图2为MSC治疗保护了ARDS小鼠机械通过引起的肺损伤,但是在HCl 灌注诱导的肺损伤中MSC治疗使得肺损伤恶化(无论是否进行机械通气);A:小鼠接受盐酸或NS滴注48小时后,接受MSC治疗组或溶液对照组,然后暴露于低压(LP)或高压(HP)机械通气2小时,自发呼吸(SB)组作为对照组,第14天的肺切片用Masson三色染色(蓝色);B:对病例样本进行Ashcroft评分盲评、用RT-PCR检测Collagen-1 mRNA表达、肺顺应性检测;C:在第7天和第14天进行微型计算机断层扫描,6个深度区域的肺横切面图像用于密度测定分析;D:第7天,免疫荧光标记1型(AQP5、绿色)和2型(SPC、红色) 肺泡上皮细胞和间充质细胞(α-SMA,红色);E:MSC给药后第48h(第4天) 免疫荧光标记2型肺泡细胞(SPC、红色)、成纤维细胞(波形蛋白、红色)、增殖细胞(Ki67、绿色)和核染色DAPI(蓝色);数据以平均值±标准误的形式进行表示,n=6,P<0.05;*与未处理对照组比较,与未处理对照组和NS+PBS 比较,γ与NS+PBS接受机械通气组比较,#与未处理对照组、NS+PBS、NS+MSC 和HCL+PBS接受机械通气组比较。

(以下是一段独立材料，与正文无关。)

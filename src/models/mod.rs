// Data models for the rep analysis core

pub mod event;
pub mod landmark;
pub mod recording;
pub mod reference_model;
pub mod score;
pub mod trajectory;

pub use event::*;
pub use landmark::*;
pub use recording::*;
pub use reference_model::*;
pub use score::*;
pub use trajectory::*;
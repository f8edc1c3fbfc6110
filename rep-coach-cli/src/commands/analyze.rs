use anyhow::{Context, Result};
use clap::Args;
use colored::Colorize;
use std::path::{Path, PathBuf};
use tokio::sync::mpsc;
use tokio_util::sync::CancellationToken;

use rep_coach::models::{Recording, SessionEvent, SessionSummary};
use rep_coach::services::{
    frame_channel, spawn_feedback_worker, ExerciseSession, FeedbackScheduler, Frame,
    JsonModelStore, LoggingSpeechSink, ModelStore,
};

use crate::config;

#[derive(Args)]
pub struct AnalyzeCommand {
    /// Exercise id, e.g. pushup or squat
    exercise: String,

    /// Recording to replay frame by frame
    recording: PathBuf,

    /// Number of reps in the set; 0 means no target
    #[arg(short, long, default_value = "0")]
    target: u32,

    /// Directory holding trained models (defaults to `models_dir` from config)
    #[arg(long)]
    models: Option<PathBuf>,

    /// Frame width in pixels used to scale landmark coordinates
    #[arg(long, default_value = "1.0")]
    width: f64,

    /// Frame height in pixels used to scale landmark coordinates
    #[arg(long, default_value = "1.0")]
    height: f64,

    /// Print each event as JSON instead of a report
    #[arg(long)]
    json: bool,
}

impl AnalyzeCommand {
    pub async fn execute(self, config_path: Option<&Path>) -> Result<()> {
        let config = config::load(config_path)?;
        let store = JsonModelStore::new(self.models.clone().unwrap_or_else(|| config.models_dir.clone()));
        let model = store.load(&self.exercise)?.map(std::sync::Arc::new);
        let session = ExerciseSession::start(&config, &self.exercise, model, self.target)
            .with_context(|| format!("Cannot start a '{}' session", self.exercise))?;

        let recording = Recording::from_csv_file(&self.recording)
            .with_context(|| format!("Failed to read recording {}", self.recording.display()))?;

        let cancel = CancellationToken::new();
        let (frame_tx, frame_rx) = frame_channel();
        let (event_tx, event_rx) = mpsc::unbounded_channel();
        let (speech_tx, speech_rx) = mpsc::unbounded_channel();

        let worker = spawn_feedback_worker(
            FeedbackScheduler::new(&config.feedback),
            speech_rx,
            LoggingSpeechSink,
            cancel.child_token(),
        );
        let printer = tokio::spawn(print_events(event_rx, speech_tx, self.json));
        let runner = tokio::spawn(session.run(frame_rx, event_tx, cancel.clone()));

        let (width, height) = (self.width, self.height);
        for recorded in recording.frames {
            let frame = match recorded.landmarks {
                Some(landmarks) => Frame::detected(landmarks, width, height),
                None => Frame::empty(width, height),
            };
            // Session stops taking frames once the target is reached
            if frame_tx.send(frame).await.is_err() {
                break;
            }
        }
        drop(frame_tx);

        let summary = runner.await.context("Session task failed")?;
        printer.await.context("Event printer failed")?;
        worker.await.context("Feedback worker failed")?;

        if !self.json {
            print_summary(&summary);
        }
        Ok(())
    }
}

/// Print every event and forward it to the feedback worker
async fn print_events(
    mut events: mpsc::UnboundedReceiver<SessionEvent>,
    speech: mpsc::UnboundedSender<SessionEvent>,
    json: bool,
) {
    while let Some(event) = events.recv().await {
        if json {
            match serde_json::to_string(&event) {
                Ok(line) => println!("{}", line),
                Err(e) => tracing::warn!("Cannot serialize event: {}", e),
            }
        } else {
            match &event {
                SessionEvent::Started {
                    exercise_id,
                    target_reps,
                    ..
                } => {
                    println!("Session started: {} (target {})", exercise_id.as_str().bold(), target_reps);
                    println!("────────────────────────────────");
                }
                SessionEvent::RepScored {
                    rep_number, result, ..
                } => {
                    let report = result.report(*rep_number);
                    let colored = if result.deviations.is_empty() {
                        report.as_str().green()
                    } else {
                        report.as_str().yellow()
                    };
                    print!("{}", colored);
                    println!(
                        "  similarity {:.1}% ({}), cue: \"{}\"",
                        result.similarity_percent,
                        result.rating.label(),
                        result.feedback.text()
                    );
                }
                SessionEvent::SessionComplete { total_reps, .. } => {
                    println!("{} Set complete: {} reps", "✓".green(), total_reps);
                }
            }
        }
        let _ = speech.send(event);
    }
}

fn print_summary(summary: &SessionSummary) {
    println!("────────────────────────────────");
    println!("Reps counted: {}", summary.reps_counted);
    println!("Reps scored:  {}", summary.reps_scored);
    match summary.mean_quality {
        Some(mean) => println!("Mean quality: {:.0}", mean),
        None => println!("Mean quality: -"),
    }
}
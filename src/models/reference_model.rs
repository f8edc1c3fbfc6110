use chrono::{DateTime, Utc};
use serde::{Deserialize, Serialize};

use crate::error::{CoachError, Result};

/// Mean/std statistics of the raw valley angle across training reps
#[derive(Debug, Clone, Copy, PartialEq, Serialize, Deserialize)]
pub struct BottomAngleStats {
    pub mean_deg: f64,
    pub std_deg: f64,
}

/// Statistical summary of expert reps for one exercise.
///
/// Immutable once built; sessions share it behind an `Arc`.
#[derive(Debug, Clone, PartialEq, Serialize, Deserialize)]
pub struct ReferenceModel {
    pub exercise_id: String,
    pub mean_curve: Vec<f64>,
    pub std_curve: Vec<f64>,
    pub sample_count: usize,
    #[serde(default, skip_serializing_if = "Option::is_none")]
    pub bottom_angle: Option<BottomAngleStats>,
    pub trained_at: DateTime<Utc>,
}

impl ReferenceModel {
    /// Number of points every compared trajectory must have
    pub fn len(&self) -> usize {
        self.mean_curve.len()
    }

    pub fn is_empty(&self) -> bool {
        self.mean_curve.is_empty()
    }

    /// Check structural invariants before a model is persisted or used
    pub fn validate(&self) -> Result<()> {
        if self.sample_count == 0 {
            return Err(CoachError::InvalidModel(
                "sample_count must be at least 1".to_string(),
            ));
        }
        if self.mean_curve.is_empty() {
            return Err(CoachError::InvalidModel("mean_curve is empty".to_string()));
        }
        if self.mean_curve.len() != self.std_curve.len() {
            return Err(CoachError::InvalidModel(format!(
                "mean_curve has {} points but std_curve has {}",
                self.mean_curve.len(),
                self.std_curve.len()
            )));
        }
        if self.std_curve.iter().any(|s| !s.is_finite() || *s < 0.0) {
            return Err(CoachError::InvalidModel(
                "std_curve must be finite and non-negative".to_string(),
            ));
        }
        if self.mean_curve.iter().any(|m| !m.is_finite()) {
            return Err(CoachError::InvalidModel(
                "mean_curve must be finite".to_string(),
            ));
        }
        Ok(())
    }
}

图3为MSC用药第14天对急性肺损伤模型的影响;A:急性肺损伤模型的示意图,在第0天气管内灌注(IT)HCl或NS(3mL/kg),第2天通过气管内和静脉途径输送MSC、PBS或成纤维细胞,输送十五分钟后,动物接受自发性呼吸 (SB)、低压(LP)或高压(HP)通气2小时;B:第14天,用免疫荧光法检测HP±MSC或HCl±MSC的SPC和α-SMA,每个切片随机挑选6个视野,计算相对荧光量比细胞核数量的比值;C:所有的机械通气组中NS/HCl滴注±MSC 用药14天后,用RT-PCR检测SPC,E-cadherin、α-SMA和Vimentin的相对表达,使用GAPDH作为内参基因,结果为未处理对照组的相对表达倍数;D:药 14天后,炎症评分,Ashcroft评分,弹性系数,Collagen-1、SPC和α-SMA的 mRNA表达量;数据以平均值±标准误的形式进行表示,n=6,P<0.05;(B&C)* 与未处理对照组未处理对照组比较,与未处理对照组未处理对照组和NS+PBS 比较,γ与NS+PBS和NS+MSC接受机械通气比较,¥与NS+MSC w接受机械通气比较,(D)ψMSC与成纤维细胞组比较(ANOVA)。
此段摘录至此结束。